Chronic renal failure (CRF) may result from any major cause of renal
dysfunction. The functional effects of CRF can be categorized as
diminished renal reserve, renal insufficiency (failure), and uremia.
Plasma concentrations of creatinine and urea begin a nonlinear rise as the
renal function diminishes. Na and water balance is well maintained by
increased fractional excretion of Na and a normal response to thirst.
Thus, the plasma Na concentration is typically normal and hypervolemia is
infrequent despite unmodified dietary intake of Na. However, imbalances
may occur if Na and water intakes are very restricted or excessive.
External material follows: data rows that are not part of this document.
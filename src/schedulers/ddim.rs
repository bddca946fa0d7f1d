use ndarray::{Array1, Array4, ArrayView4};
use ndarray_rand::{rand_distr::StandardNormal, RandomExt};
use rand::Rng;

use super::{alphas_cumprod, build_betas, BetaSchedule, DiffusionScheduler, SchedulerOptimizedDefaults, SchedulerPredictionType, SchedulerStepOutput};

/// Additional configuration for the [`DDIMScheduler`].
#[derive(Debug, Clone)]
pub struct DDIMSchedulerConfig {
	/// Option to clip the predicted sample between -1 and 1 for numerical stability.
	pub clip_sample: bool,
	/// Each diffusion step uses the value of alphas product at that step and at the previous one.
	/// For the final step, there is no previous alpha. When this option is true, the previous alpha
	/// product is fixed to `1`, otherwise it uses the value of alpha at step 0.
	pub set_alpha_to_one: bool,
	/// An offset added to inference steps. You can use a combination of `steps_offset: 1` and
	/// `set_alpha_to_one: true` to make the last step use step 0 for the previous alpha product, as
	/// done in Stable Diffusion.
	pub steps_offset: usize
}

impl Default for DDIMSchedulerConfig {
	fn default() -> Self {
		Self {
			clip_sample: false,
			set_alpha_to_one: false,
			steps_offset: 1
		}
	}
}

/// [Denoising diffusion implicit models][ddim] is a scheduler that extends the denoising procedure
/// introduced in denoising diffusion probabilistic models (DDPMs) with non-Markovian guidance.
///
/// [ddim]: https://arxiv.org/abs/2010.02502
#[derive(Clone)]
pub struct DDIMScheduler {
	alphas_cumprod: Array1<f32>,
	final_alpha_cumprod: f32,
	init_noise_sigma: f32,
	timesteps: Array1<f32>,
	num_train_timesteps: usize,
	num_inference_steps: Option<usize>,
	config: DDIMSchedulerConfig,
	prediction_type: SchedulerPredictionType
}

impl Default for DDIMScheduler {
	fn default() -> Self {
		Self::new(1000, 0.0001, 0.02, &BetaSchedule::Linear, &SchedulerPredictionType::Epsilon, None).unwrap()
	}
}

impl DDIMScheduler {
	/// Creates a new instance of the scheduler.
	///
	/// # Parameters
	/// - **`num_train_timesteps`**: number of diffusion steps used to train the model.
	/// - **`beta_start`**: the starting `beta` value of inference.
	/// - **`beta_end`**: the final `beta` value.
	/// - **`beta_schedule`**: the beta schedule, a mapping from a beta range to a sequence of betas
	///   for stepping the model; see [`BetaSchedule`]
	/// - **`prediction_type`**: the output prediction type; see [`SchedulerPredictionType`]
	///
	/// # Errors
	/// Errors if the train timestep count or beta range is degenerate: a zero train
	/// timestep count, a non-normal or inverted beta range.
	pub fn new(
		num_train_timesteps: usize,
		beta_start: f32,
		beta_end: f32,
		beta_schedule: &BetaSchedule,
		prediction_type: &SchedulerPredictionType,
		config: Option<DDIMSchedulerConfig>
	) -> anyhow::Result<Self> {
		let config = config.unwrap_or_default();

		let betas = build_betas(num_train_timesteps, beta_start, beta_end, beta_schedule)?;
		let alphas_cumprod = alphas_cumprod(&betas);

		// at every step, DDIM looks at the previous alphas_cumprod; for the final step there is no
		// previous step, so `set_alpha_to_one` decides what stands in for it
		let final_alpha_cumprod = if config.set_alpha_to_one { 1.0 } else { alphas_cumprod[0] };

		let timesteps = Array1::linspace(num_train_timesteps as f32 - 1.0, 0.0, num_train_timesteps);

		Ok(Self {
			alphas_cumprod,
			final_alpha_cumprod,
			init_noise_sigma: 1.0,
			timesteps,
			num_inference_steps: None,
			num_train_timesteps,
			prediction_type: *prediction_type,
			config
		})
	}

	fn get_variance(&self, timestep: usize, prev_timestep: isize) -> f32 {
		let alpha_prod_t = self.alphas_cumprod[timestep];
		let alpha_prod_t_prev = if prev_timestep >= 0 {
			self.alphas_cumprod[prev_timestep as usize]
		} else {
			self.final_alpha_cumprod
		};
		let beta_prod_t = 1.0 - alpha_prod_t;
		let beta_prod_t_prev = 1.0 - alpha_prod_t_prev;

		(beta_prod_t_prev / beta_prod_t) * (1.0 - alpha_prod_t / alpha_prod_t_prev)
	}
}

impl DiffusionScheduler for DDIMScheduler {
	fn scale_model_input(&mut self, sample: ArrayView4<'_, f32>, _: f32) -> Array4<f32> {
		sample.to_owned()
	}

	fn set_timesteps(&mut self, num_inference_steps: usize) {
		self.num_inference_steps = Some(num_inference_steps);

		let step_ratio = self.num_train_timesteps / num_inference_steps;
		self.timesteps = Array1::from_iter((0..num_inference_steps).rev().map(|i| (i * step_ratio + self.config.steps_offset) as f32));
	}

	fn step<R: Rng + ?Sized>(&mut self, model_output: ArrayView4<'_, f32>, timestep: f32, sample: ArrayView4<'_, f32>, rng: &mut R) -> SchedulerStepOutput {
		const ETA: f32 = 0.0;

		let timestep = timestep as usize;

		// 1. get previous step value (=t-1)
		let prev_timestep = timestep as isize - (self.num_train_timesteps / self.num_inference_steps.unwrap()) as isize;

		// 2. compute alphas, betas
		let alpha_prod_t = self.alphas_cumprod[timestep];
		let alpha_prod_t_prev = if prev_timestep >= 0 {
			self.alphas_cumprod[prev_timestep as usize]
		} else {
			self.final_alpha_cumprod
		};
		let beta_prod_t = 1.0 - alpha_prod_t;

		// 3. compute predicted original sample from predicted noise - also called "predicted x_0" of formula (12)
		let mut model_output = model_output.to_owned();
		let mut pred_original_sample = match self.prediction_type {
			SchedulerPredictionType::Epsilon => (&sample - beta_prod_t.sqrt() * &model_output) / alpha_prod_t.sqrt(),
			SchedulerPredictionType::Sample => model_output.clone(),
			SchedulerPredictionType::VPrediction => {
				model_output = alpha_prod_t.sqrt() * &model_output + beta_prod_t.sqrt() * &sample;
				alpha_prod_t.sqrt() * &sample - beta_prod_t.sqrt() * &model_output
			}
		};

		// 4. clip predicted x_0
		if self.config.clip_sample {
			pred_original_sample.map_inplace(|f| *f = f.clamp(-1.0, 1.0));
		}

		// 5. compute variance: "sigma_t(η)" -> see formula (16)
		// σ_t = sqrt((1 − α_t−1)/(1 − α_t)) * sqrt(1 − α_t/α_t−1)
		let variance = self.get_variance(timestep, prev_timestep);
		let std_dev_t = ETA * variance.sqrt();

		// 6. compute direction pointing to x_t of formula (12)
		let pred_sample_direction = (1.0 - alpha_prod_t_prev - std_dev_t.powi(2)).sqrt() * &model_output;

		// 7. compute x_t without random noise of formula (12)
		let mut prev_sample = alpha_prod_t_prev.sqrt() * &pred_original_sample + pred_sample_direction;

		if ETA > 0.0 {
			let variance_noise = Array4::<f32>::random_using(model_output.raw_dim(), StandardNormal, rng);
			prev_sample = prev_sample + variance.sqrt() * ETA * variance_noise;
		}

		SchedulerStepOutput {
			prev_sample,
			pred_original_sample: Some(pred_original_sample)
		}
	}

	fn add_noise(&mut self, original_samples: ArrayView4<'_, f32>, noise: ArrayView4<'_, f32>, timestep: f32) -> Array4<f32> {
		let timestep = timestep as usize;
		self.alphas_cumprod[timestep].sqrt() * &original_samples + (1.0 - self.alphas_cumprod[timestep]).sqrt() * &noise
	}

	fn timesteps(&self) -> ndarray::ArrayView1<'_, f32> {
		self.timesteps.view()
	}

	fn init_noise_sigma(&self) -> f32 {
		self.init_noise_sigma
	}

	fn len(&self) -> usize {
		self.num_train_timesteps
	}
}

impl SchedulerOptimizedDefaults for DDIMScheduler {
	fn stable_diffusion_v1_optimized_default() -> anyhow::Result<Self>
	where
		Self: Sized
	{
		Self::new(
			1000,
			0.00085,
			0.012,
			&BetaSchedule::ScaledLinear,
			&SchedulerPredictionType::Epsilon,
			Some(DDIMSchedulerConfig {
				clip_sample: false,
				set_alpha_to_one: false,
				steps_offset: 1
			})
		)
	}
}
Patients with mildly diminished renal reserve are asymptomatic, and renal
dysfunction can be detected only by laboratory testing. A patient with
mild to moderate renal insufficiency may have only vague symptoms despite
elevated BUN and creatinine; nocturia is noted, principally due to a
failure to concentrate the urine during the night. Lassitude, fatigue, and
decreased mental acuity often are the first manifestations of uremia.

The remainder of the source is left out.